What needs to be done.
From the data below, copy out every line in which the word "collaborators" occurs.
-=-=-=-=-
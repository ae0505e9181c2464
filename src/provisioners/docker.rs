/* Copyright (C) 2025 Pedro Henrique / phkaiser13
 * File: src/provisioners/docker.rs
 * Implements `ContainerEngine` with the `docker` CLI.
 * SPDX-License-Identifier: Apache-2.0 */

use super::common::{capture_command, execute_command, removal_outcome, reports_missing};
use crate::collaborators::ContainerEngine;
use crate::error::{Error, Result};
use async_trait::async_trait;
use std::path::Path;
use tokio::process::Command;

/// What the docker daemon reports for an unknown image reference.
const IMAGE_MISSING: &[&str] = &["No such image"];

/// Container engine backed by the docker CLI.
pub struct DockerCli;

#[async_trait]
impl ContainerEngine for DockerCli {
    async fn ping(&self) -> Result<()> {
        let mut command = Command::new("docker");
        command.args(["info", "--format", "{{.ServerVersion}}"]);
        match capture_command(&mut command).await {
            Ok(output) if output.success() => Ok(()),
            Ok(output) => Err(Error::EngineUnreachable(output.stderr.trim().to_string())),
            Err(e) => Err(Error::EngineUnreachable(e.to_string())),
        }
    }

    async fn image_exists(&self, reference: &str) -> Result<bool> {
        let mut command = Command::new("docker");
        command.args(["image", "inspect", "--format", "{{.Id}}", reference]);
        let output = capture_command(&mut command).await?;
        if output.success() {
            Ok(true)
        } else if reports_missing(&output.stderr, IMAGE_MISSING) {
            Ok(false)
        } else {
            Err(output.into_error(&command))
        }
    }

    async fn build_image(&self, context: &Path, tag: &str) -> Result<()> {
        let mut command = Command::new("docker");
        command.arg("build").arg("--tag").arg(tag).arg(context);
        execute_command(&mut command).await
    }

    async fn push_image(&self, tag: &str) -> Result<()> {
        let mut command = Command::new("docker");
        command.args(["push", tag]);
        execute_command(&mut command).await
    }

    async fn remove_image(&self, reference: &str) -> Result<()> {
        let mut command = Command::new("docker");
        command.args(["image", "rm", reference]);
        let output = capture_command(&mut command).await?;
        removal_outcome(output, &command, "image", reference, IMAGE_MISSING)
    }
}
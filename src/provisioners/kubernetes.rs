/* Copyright (C) 2025 Pedro Henrique / phkaiser13
 * File: src/provisioners/kubernetes.rs
 * Implements `ClusterObjects` against the Kubernetes API of the fleet's k3d
 * cluster. The client is built on first use from the default kubeconfig,
 * pinned to the cluster's context, so nothing connects before the cluster
 * exists and its credentials have been merged.
 * SPDX-License-Identifier: Apache-2.0 */

use super::common::wait_until;
use crate::collaborators::{ClusterObjects, ObjectKind, ObjectRef, SecretSpec};
use crate::error::{Error, Result};
use crate::manifests::{labels, ClusterObject, FIELD_MANAGER};
use async_trait::async_trait;
use k8s_openapi::api::apps::v1::Deployment;
use k8s_openapi::api::core::v1::{
    Namespace, Node, PersistentVolume, PersistentVolumeClaim, Secret, Service,
};
use k8s_openapi::apimachinery::pkg::apis::meta::v1::ObjectMeta;
use kube::{
    api::{Api, DeleteParams, ListParams, Patch, PatchParams, PostParams},
    config::{KubeConfigOptions, Kubeconfig},
    Client, Config, Resource,
};
use serde::{de::DeserializeOwned, Serialize};
use std::fmt::Debug;
use std::time::Duration;
use tokio::sync::OnceCell;
use tracing::{debug, info};

async fn exists<K>(api: &Api<K>, name: &str) -> Result<bool>
where
    K: Resource + Clone + DeserializeOwned + Debug,
{
    Ok(api.get_opt(name).await?.is_some())
}

async fn delete_named<K>(api: &Api<K>, kind: &str, name: &str) -> Result<()>
where
    K: Resource + Clone + DeserializeOwned + Debug,
{
    match api.delete(name, &DeleteParams::default()).await {
        Ok(_) => Ok(()),
        Err(kube::Error::Api(ae)) if ae.code == 404 => Err(Error::not_found(kind, name)),
        Err(e) => Err(e.into()),
    }
}

async fn apply_typed<K>(api: &Api<K>, name: &str, object: &K) -> Result<()>
where
    K: Resource + Clone + DeserializeOwned + Serialize + Debug,
{
    let params = PatchParams::apply(FIELD_MANAGER).force();
    api.patch(name, &params, &Patch::Apply(object)).await?;
    Ok(())
}

fn node_ready(node: &Node) -> bool {
    node.status
        .as_ref()
        .and_then(|s| s.conditions.as_ref())
        .is_some_and(|conditions| {
            conditions
                .iter()
                .any(|c| c.type_ == "Ready" && c.status == "True")
        })
}

/// A deployment is rolled out once the controller has seen its latest spec
/// and every desired replica is updated and available.
fn rolled_out(deployment: &Deployment) -> bool {
    let Some(status) = &deployment.status else {
        return false;
    };
    let desired = deployment
        .spec
        .as_ref()
        .and_then(|s| s.replicas)
        .unwrap_or(1);
    let generation = deployment.metadata.generation.unwrap_or(0);
    status.observed_generation.unwrap_or(0) >= generation
        && status.updated_replicas.unwrap_or(0) >= desired
        && status.available_replicas.unwrap_or(0) >= desired
}

/// Cluster objects backed by the Kubernetes API.
pub struct KubeApiObjects {
    context: String,
    client: OnceCell<Client>,
}

impl KubeApiObjects {
    pub fn new(context: impl Into<String>) -> Self {
        Self {
            context: context.into(),
            client: OnceCell::new(),
        }
    }

    /// Creates (once) a client for the configured kubeconfig context.
    async fn client(&self) -> Result<Client> {
        let client = self
            .client
            .get_or_try_init(|| async {
                debug!("Connecting to Kubernetes context {}", self.context);
                let kubeconfig =
                    Kubeconfig::read().map_err(|e| Error::Kubeconfig(e.to_string()))?;
                let options = KubeConfigOptions {
                    context: Some(self.context.clone()),
                    ..Default::default()
                };
                let config = Config::from_custom_kubeconfig(kubeconfig, &options)
                    .await
                    .map_err(|e| {
                        Error::Kubeconfig(format!("context {}: {}", self.context, e))
                    })?;
                Ok::<_, Error>(Client::try_from(config)?)
            })
            .await?;
        Ok(client.clone())
    }

    async fn namespaced<K>(&self, namespace: &str) -> Result<Api<K>>
    where
        K: Resource<Scope = k8s_openapi::NamespaceResourceScope>,
        <K as Resource>::DynamicType: Default,
    {
        Ok(Api::namespaced(self.client().await?, namespace))
    }

    async fn cluster_scoped<K>(&self) -> Result<Api<K>>
    where
        K: Resource<Scope = k8s_openapi::ClusterResourceScope>,
        <K as Resource>::DynamicType: Default,
    {
        Ok(Api::all(self.client().await?))
    }
}

/// Namespace of a namespaced object reference.
fn namespace_of(object: &ObjectRef) -> Result<&str> {
    object
        .namespace
        .as_deref()
        .ok_or_else(|| Error::config(format!("{} has no namespace", object)))
}

#[async_trait]
impl ClusterObjects for KubeApiObjects {
    async fn namespace_exists(&self, name: &str) -> Result<bool> {
        let api: Api<Namespace> = self.cluster_scoped().await?;
        exists(&api, name).await
    }

    async fn create_namespace(&self, name: &str) -> Result<()> {
        let api: Api<Namespace> = self.cluster_scoped().await?;
        let namespace = Namespace {
            metadata: ObjectMeta {
                name: Some(name.to_string()),
                labels: Some(labels(name)),
                ..Default::default()
            },
            ..Default::default()
        };
        match api.create(&PostParams::default(), &namespace).await {
            Ok(_) => Ok(()),
            Err(kube::Error::Api(ae)) if ae.code == 409 => {
                debug!("Namespace {} already exists", name);
                Ok(())
            }
            Err(e) => Err(e.into()),
        }
    }

    async fn delete_namespace(&self, name: &str, timeout: Duration) -> Result<()> {
        let api: Api<Namespace> = self.cluster_scoped().await?;
        delete_named(&api, "namespace", name).await?;
        info!("Waiting for namespace {} to terminate", name);
        let what = format!("namespace {} to be deleted", name);
        wait_until(&what, timeout, || {
            let api = api.clone();
            async move { Ok::<_, Error>(!exists(&api, name).await?) }
        })
        .await
    }

    async fn secret_exists(&self, namespace: &str, name: &str) -> Result<bool> {
        let api: Api<Secret> = self.namespaced(namespace).await?;
        exists(&api, name).await
    }

    async fn create_secret(&self, secret: &SecretSpec) -> Result<()> {
        let api: Api<Secret> = self.namespaced(&secret.namespace).await?;
        let object = Secret {
            metadata: ObjectMeta {
                name: Some(secret.name.clone()),
                namespace: Some(secret.namespace.clone()),
                labels: Some(labels(&secret.name)),
                ..Default::default()
            },
            string_data: Some(secret.data.clone()),
            type_: Some("Opaque".to_string()),
            ..Default::default()
        };
        api.create(&PostParams::default(), &object).await?;
        Ok(())
    }

    async fn delete_secret(&self, namespace: &str, name: &str) -> Result<()> {
        let api: Api<Secret> = self.namespaced(namespace).await?;
        delete_named(&api, "secret", name).await
    }

    async fn object_exists(&self, object: &ObjectRef) -> Result<bool> {
        let name = object.name.as_str();
        match object.kind {
            ObjectKind::PersistentVolume => {
                exists(&self.cluster_scoped::<PersistentVolume>().await?, name).await
            }
            ObjectKind::PersistentVolumeClaim => {
                let api: Api<PersistentVolumeClaim> =
                    self.namespaced(namespace_of(object)?).await?;
                exists(&api, name).await
            }
            ObjectKind::Deployment => {
                let api: Api<Deployment> = self.namespaced(namespace_of(object)?).await?;
                exists(&api, name).await
            }
            ObjectKind::Service => {
                let api: Api<Service> = self.namespaced(namespace_of(object)?).await?;
                exists(&api, name).await
            }
        }
    }

    async fn apply(&self, object: &ClusterObject) -> Result<()> {
        let target = object.object_ref();
        debug!("Applying {}", target);
        let name = target.name.as_str();
        match object {
            ClusterObject::PersistentVolume(o) => {
                apply_typed(&self.cluster_scoped().await?, name, o).await
            }
            ClusterObject::PersistentVolumeClaim(o) => {
                apply_typed(&self.namespaced(namespace_of(&target)?).await?, name, o).await
            }
            ClusterObject::Deployment(o) => {
                apply_typed(&self.namespaced(namespace_of(&target)?).await?, name, o).await
            }
            ClusterObject::Service(o) => {
                apply_typed(&self.namespaced(namespace_of(&target)?).await?, name, o).await
            }
        }
    }

    async fn delete(&self, object: &ObjectRef) -> Result<()> {
        let name = object.name.as_str();
        let kind = format!("{:?}", object.kind);
        match object.kind {
            ObjectKind::PersistentVolume => {
                let api: Api<PersistentVolume> = self.cluster_scoped().await?;
                delete_named(&api, &kind, name).await
            }
            ObjectKind::PersistentVolumeClaim => {
                let api: Api<PersistentVolumeClaim> =
                    self.namespaced(namespace_of(object)?).await?;
                delete_named(&api, &kind, name).await
            }
            ObjectKind::Deployment => {
                let api: Api<Deployment> = self.namespaced(namespace_of(object)?).await?;
                delete_named(&api, &kind, name).await
            }
            ObjectKind::Service => {
                let api: Api<Service> = self.namespaced(namespace_of(object)?).await?;
                delete_named(&api, &kind, name).await
            }
        }
    }

    async fn wait_for_nodes_ready(&self, timeout: Duration) -> Result<()> {
        let api: Api<Node> = self.cluster_scoped().await?;
        wait_until("cluster nodes to become Ready", timeout, || {
            let api = api.clone();
            async move {
                match api.list(&ListParams::default()).await {
                    Ok(nodes) => Ok::<_, Error>(
                        !nodes.items.is_empty() && nodes.items.iter().all(node_ready),
                    ),
                    Err(e) => {
                        // The API server may still be starting.
                        debug!("Listing nodes failed: {}", e);
                        Ok(false)
                    }
                }
            }
        })
        .await
    }

    async fn wait_for_rollout(
        &self,
        namespace: &str,
        deployment: &str,
        timeout: Duration,
    ) -> Result<()> {
        let api: Api<Deployment> = self.namespaced(namespace).await?;
        let what = format!("deployment {}/{} to roll out", namespace, deployment);
        wait_until(&what, timeout, || {
            let api = api.clone();
            async move {
                let current = api.get_opt(deployment).await?;
                Ok::<_, Error>(current.as_ref().is_some_and(rolled_out))
            }
        })
        .await
    }
}

#[cfg(test)]
mod tests {
    use super::*;
    use k8s_openapi::api::apps::v1::{DeploymentSpec, DeploymentStatus};
    use k8s_openapi::api::core::v1::{NodeCondition, NodeStatus};

    fn node(ready: &str) -> Node {
        Node {
            status: Some(NodeStatus {
                conditions: Some(vec![NodeCondition {
                    type_: "Ready".into(),
                    status: ready.into(),
                    ..Default::default()
                }]),
                ..Default::default()
            }),
            ..Default::default()
        }
    }

    fn deployment(generation: i64, observed: i64, available: i32) -> Deployment {
        Deployment {
            metadata: ObjectMeta {
                generation: Some(generation),
                ..Default::default()
            },
            spec: Some(DeploymentSpec {
                replicas: Some(1),
                ..Default::default()
            }),
            status: Some(DeploymentStatus {
                observed_generation: Some(observed),
                updated_replicas: Some(available),
                available_replicas: Some(available),
                ..Default::default()
            }),
        }
    }

    #[test]
    fn test_node_readiness() {
        assert!(node_ready(&node("True")));
        assert!(!node_ready(&node("False")));
        assert!(!node_ready(&Node::default()));
    }

    #[test]
    fn test_rollout_completion() {
        assert!(rolled_out(&deployment(2, 2, 1)));
        assert!(!rolled_out(&deployment(3, 2, 1)));
        assert!(!rolled_out(&deployment(1, 1, 0)));
        assert!(!rolled_out(&Deployment::default()));
    }

    #[test]
    fn test_namespaced_refs_require_namespace() {
        let pv = ObjectRef {
            kind: ObjectKind::PersistentVolume,
            name: "squid-proxy-pv".into(),
            namespace: None,
        };
        assert!(namespace_of(&pv).is_err());
    }
}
-=-=-=-=-
Task result.
use crate::collaborators::ContainerEngine;
use crate::collaborators::{ClusterObjects, ObjectKind, ObjectRef, SecretSpec};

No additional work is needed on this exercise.